DIVISION OF SOCIAL NETWORKS INTO TWO COMMUNITIES USING THE MAXIMUM LIKELIHOOD METHOD
Keywords:
maximum likelihood, Graphics, Communication between teams, Teams section, MapleAbstract
Identification of communities in graphs is the task of dividing graph nodes into groups (communities) based on the structure and connections between them. This is an important task in social network analysis, bioinformatics, physics and graph theory. There are many methods for extracting communities in graphs. Each method has its advantages and disadvantages and can be used depending on the specific task.

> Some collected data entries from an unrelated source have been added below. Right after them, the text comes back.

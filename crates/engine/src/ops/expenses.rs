use chrono::NaiveDate;
use sea_orm::{ActiveValue, DatabaseTransaction, QueryFilter, QueryOrder, TransactionTrait, prelude::*};
use uuid::Uuid;

use crate::{
    EngineError, Expense, Frequency, Money, ResultEngine, expenses,
    util::normalize_required_name,
};

use super::{Engine, with_tx};

#[derive(Clone, Debug, PartialEq, Eq)]
pub struct NewExpense {
    pub description: String,
    pub amount: Money,
    pub category_id: Option<Uuid>,
    pub frequency: Frequency,
    pub date: Option<NaiveDate>,
}

impl Engine {
    /// Expenses of the user by date, newest first. Undated ones go last.
    pub async fn list_expenses(&self, user_id: &str) -> ResultEngine<Vec<Expense>> {
        with_tx!(self, |db_tx| {
            self.require_user(&db_tx, user_id).await?;
            Self::load_expenses(&db_tx, user_id).await
        })
    }

    /// Expenses attached to one category of the user.
    pub async fn list_category_expenses(
        &self,
        user_id: &str,
        category_id: Uuid,
    ) -> ResultEngine<Vec<Expense>> {
        with_tx!(self, |db_tx| {
            self.require_category(&db_tx, user_id, category_id).await?;
            let expenses = Self::load_expenses(&db_tx, user_id).await?;
            Ok(expenses
                .into_iter()
                .filter(|expense| expense.category_id == Some(category_id))
                .collect())
        })
    }

    /// Store a new expense. A `category_id` must belong to the user.
    pub async fn add_expense(&self, user_id: &str, new: NewExpense) -> ResultEngine<Expense> {
        let description = normalize_required_name(&new.description, "expense description")?;
        let expense = Expense::new(
            description,
            new.amount,
            new.category_id,
            new.frequency,
            new.date,
        )?;
        with_tx!(self, |db_tx| {
            self.require_user(&db_tx, user_id).await?;
            if let Some(category_id) = expense.category_id {
                self.require_category(&db_tx, user_id, category_id).await?;
            }
            let mut active: expenses::ActiveModel = (&expense).into();
            active.user_id = ActiveValue::Set(user_id.trim().to_string());
            active.insert(&db_tx).await?;
            tracing::debug!("user {user_id}: added expense {}", expense.id);
            Ok(expense)
        })
    }

    pub async fn delete_expense(&self, user_id: &str, expense_id: Uuid) -> ResultEngine<()> {
        with_tx!(self, |db_tx| {
            let result = expenses::Entity::delete_many()
                .filter(expenses::Column::Id.eq(expense_id.to_string()))
                .filter(expenses::Column::UserId.eq(user_id.trim()))
                .exec(&db_tx)
                .await?;
            if result.rows_affected == 0 {
                return Err(EngineError::KeyNotFound("expense not exists".to_string()));
            }
            Ok(())
        })
    }

    pub(super) async fn load_expenses(
        db_tx: &DatabaseTransaction,
        user_id: &str,
    ) -> ResultEngine<Vec<Expense>> {
        let models = expenses::Entity::find()
            .filter(expenses::Column::UserId.eq(user_id.trim()))
            .order_by_desc(expenses::Column::CreatedAt)
            .all(db_tx)
            .await?;
        let mut expenses: Vec<Expense> = models
            .into_iter()
            .filter_map(|model| {
                let id = model.id.clone();
                Expense::try_from(model)
                    .inspect_err(|err| tracing::warn!("skipping expense {id}: {err}"))
                    .ok()
            })
            .collect();
        // `None` sorts below any date, so undated rows end up last. Ties keep
        // the creation order.
        expenses.sort_by(|a, b| b.date.cmp(&a.date));
        Ok(expenses)
    }
}
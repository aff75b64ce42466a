//! The module contains the error the engine can throw.
//!
//! The errors are:
//!
//! - [`KeyNotFound`] thrown when an item is not found for the requesting user.
//! - [`ExistingKey`] thrown when a unique name is already taken.
//! - [`InvalidAmount`] thrown when a money value cannot be accepted.
//!
//!  [`KeyNotFound`]: EngineError::KeyNotFound
//!  [`ExistingKey`]: EngineError::ExistingKey
//!  [`InvalidAmount`]: EngineError::InvalidAmount
use sea_orm::DbErr;
use thiserror::Error;

/// Engine custom errors.
#[derive(Error, Debug)]
pub enum EngineError {
    #[error("\"{0}\" key not found!")]
    KeyNotFound(String),
    #[error("\"{0}\" already present!")]
    ExistingKey(String),
    #[error("Invalid amount: {0}")]
    InvalidAmount(String),
    #[error("Invalid name: {0}")]
    InvalidName(String),
    #[error("Invalid date: {0}")]
    InvalidDate(String),
    #[error("Invalid id: {0}")]
    InvalidId(String),
    #[error("Invalid percentage: {0}")]
    InvalidPercent(String),
    #[error("Invalid currency: {0}")]
    InvalidCurrency(String),
    #[error("Invalid frequency: {0}")]
    InvalidFrequency(String),
    #[error("Serialization error: {0}")]
    Serialization(String),
    #[error(transparent)]
    Database(#[from] DbErr),
}

impl PartialEq for EngineError {
    fn eq(&self, other: &Self) -> bool {
        match (self, other) {
            (Self::KeyNotFound(a), Self::KeyNotFound(b)) => a == b,
            (Self::ExistingKey(a), Self::ExistingKey(b)) => a == b,
            (Self::InvalidAmount(a), Self::InvalidAmount(b)) => a == b,
            (Self::InvalidName(a), Self::InvalidName(b)) => a == b,
            (Self::InvalidDate(a), Self::InvalidDate(b)) => a == b,
            (Self::InvalidId(a), Self::InvalidId(b)) => a == b,
            (Self::InvalidPercent(a), Self::InvalidPercent(b)) => a == b,
            (Self::InvalidCurrency(a), Self::InvalidCurrency(b)) => a == b,
            (Self::InvalidFrequency(a), Self::InvalidFrequency(b)) => a == b,
            (Self::Serialization(a), Self::Serialization(b)) => a == b,
            (Self::Database(a), Self::Database(b)) => a.to_string() == b.to_string(),
            _ => false,
        }
    }
}

impl From<serde_json::Error> for EngineError {
    fn from(value: serde_json::Error) -> Self {
        Self::Serialization(value.to_string())
    }
}
//! Dashboard, charts and monthly planner endpoints.

use api_types::{
    MonthQuery,
    budget::{BudgetWarning, CategorySummaryView, ChartsResponse, DashboardResponse},
    planner::{PlannedItemView, PlannerCategoryView, PlannerResponse, PlannerSave},
};
use axum::{
    Extension, Json,
    extract::{Query, State},
};
use chrono::Utc;
use engine::{MonthKey, PlanItemDraft};

use crate::{ServerError, server::ServerState, user::CurrentUser};

fn parse_month(query: &MonthQuery) -> Result<Option<MonthKey>, ServerError> {
    let month = query
        .month
        .as_deref()
        .map(str::trim)
        .filter(|month| !month.is_empty())
        .map(str::parse::<MonthKey>)
        .transpose()?;
    Ok(month)
}

pub(crate) fn map_warning(warning: engine::BudgetWarning) -> BudgetWarning {
    match warning {
        engine::BudgetWarning::PercentTotalMismatch { total } => {
            BudgetWarning::PercentTotalMismatch { total }
        }
        engine::BudgetWarning::MissingDate { record_id } => {
            BudgetWarning::MissingDate { record_id }
        }
    }
}

fn map_summary(summary: engine::CategorySummary) -> CategorySummaryView {
    CategorySummaryView {
        category_id: summary.category_id,
        name: summary.name,
        color: summary.color,
        budget_percent: summary.budget_percent,
        budget_minor: summary.budget_amount.minor(),
        spent_minor: summary.spent.minor(),
        remaining_minor: summary.remaining.minor(),
        utilization_percent: summary.utilization_percent,
        utilization_capped: summary.utilization_capped,
    }
}

pub async fn dashboard(
    Extension(user): Extension<CurrentUser>,
    State(state): State<ServerState>,
    Query(query): Query<MonthQuery>,
) -> Result<Json<DashboardResponse>, ServerError> {
    let month = parse_month(&query)?;
    let dashboard = state.engine.dashboard(&user.id, month).await?;
    let summary = dashboard.summary;

    Ok(Json(DashboardResponse {
        month: summary.month.to_string(),
        currency: dashboard.currency.to_string(),
        total_income_minor: summary.total_income.minor(),
        total_expenses_minor: summary.total_expenses.minor(),
        total_budgeted_minor: summary.total_budgeted.minor(),
        uncategorized_spent_minor: summary.uncategorized_spent.minor(),
        categories: summary.categories.into_iter().map(map_summary).collect(),
        warnings: summary.warnings.into_iter().map(map_warning).collect(),
    }))
}

/// Budget vs. spend per category, as parallel series.
pub async fn charts(
    Extension(user): Extension<CurrentUser>,
    State(state): State<ServerState>,
    Query(query): Query<MonthQuery>,
) -> Result<Json<ChartsResponse>, ServerError> {
    let month = parse_month(&query)?;
    let summary = state.engine.dashboard(&user.id, month).await?.summary;

    let mut charts = ChartsResponse {
        month: summary.month.to_string(),
        labels: Vec::with_capacity(summary.categories.len()),
        colors: Vec::with_capacity(summary.categories.len()),
        budget_minor: Vec::with_capacity(summary.categories.len()),
        spent_minor: Vec::with_capacity(summary.categories.len()),
    };
    for category in summary.categories {
        charts.budget_minor.push(category.budget_amount.minor());
        charts.spent_minor.push(category.spent.minor());
        charts.labels.push(category.name);
        charts.colors.push(category.color);
    }
    Ok(Json(charts))
}

fn map_planner(planner: engine::BudgetPlanner) -> PlannerResponse {
    PlannerResponse {
        month: planner.month.to_string(),
        currency: planner.currency.to_string(),
        monthly_income_minor: planner.monthly_income.minor(),
        grand_total_minor: planner.grand_total.minor(),
        categories: planner
            .categories
            .into_iter()
            .map(|category| PlannerCategoryView {
                category_id: category.category_id,
                name: category.name,
                color: category.color,
                budget_percent: category.budget_percent,
                rule_limit_minor: category.rule_limit.minor(),
                planned_total_minor: category.planned_total.minor(),
                spent_minor: category.spent.minor(),
                items: category
                    .items
                    .into_iter()
                    .map(|item| PlannedItemView {
                        name: item.name,
                        amount_minor: item.amount.minor(),
                    })
                    .collect(),
            })
            .collect(),
    }
}

pub async fn planner(
    Extension(user): Extension<CurrentUser>,
    State(state): State<ServerState>,
    Query(query): Query<MonthQuery>,
) -> Result<Json<PlannerResponse>, ServerError> {
    let month = parse_month(&query)?;
    let planner = state.engine.budget_planner(&user.id, month).await?;
    Ok(Json(map_planner(planner)))
}

/// Replace the plan of the month and return the refreshed planner.
pub async fn save_planner(
    Extension(user): Extension<CurrentUser>,
    State(state): State<ServerState>,
    Query(query): Query<MonthQuery>,
    Json(payload): Json<PlannerSave>,
) -> Result<Json<PlannerResponse>, ServerError> {
    let month = parse_month(&query)?.unwrap_or_else(|| MonthKey::of(Utc::now().date_naive()));
    let drafts = payload
        .items
        .into_iter()
        .map(|item| PlanItemDraft {
            category_id: item.category_id,
            name: item.name,
            amount: item.amount,
        })
        .collect();

    state
        .engine
        .save_monthly_budget_plan(&user.id, month, drafts)
        .await?;
    let planner = state.engine.budget_planner(&user.id, Some(month)).await?;
    Ok(Json(map_planner(planner)))
}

The development of new methods for extracting communities in graphs is an active area of research. For example, the maximum connectivity method and the tree-based clustering method have been developed recently and have shown high accuracy of community extraction on social network and bioinformatics data, respectively.
Comparative analysis of various methods for identifying communities in graphs can help you choose the most appropriate method for a particular problem. This analysis may include factors such as the accuracy of community extraction, runtime, and the ability to work with large datasets.
When social networks are divided into groups, it is important to find the most realistic situation in them. If a division into 2 groups is supposed, that is, if a group is divided into 2 in a social network, then the problem of predicting how these groups will look like is considered in the case of a dodecagonal network. The division into teams was calculated using the Maple program.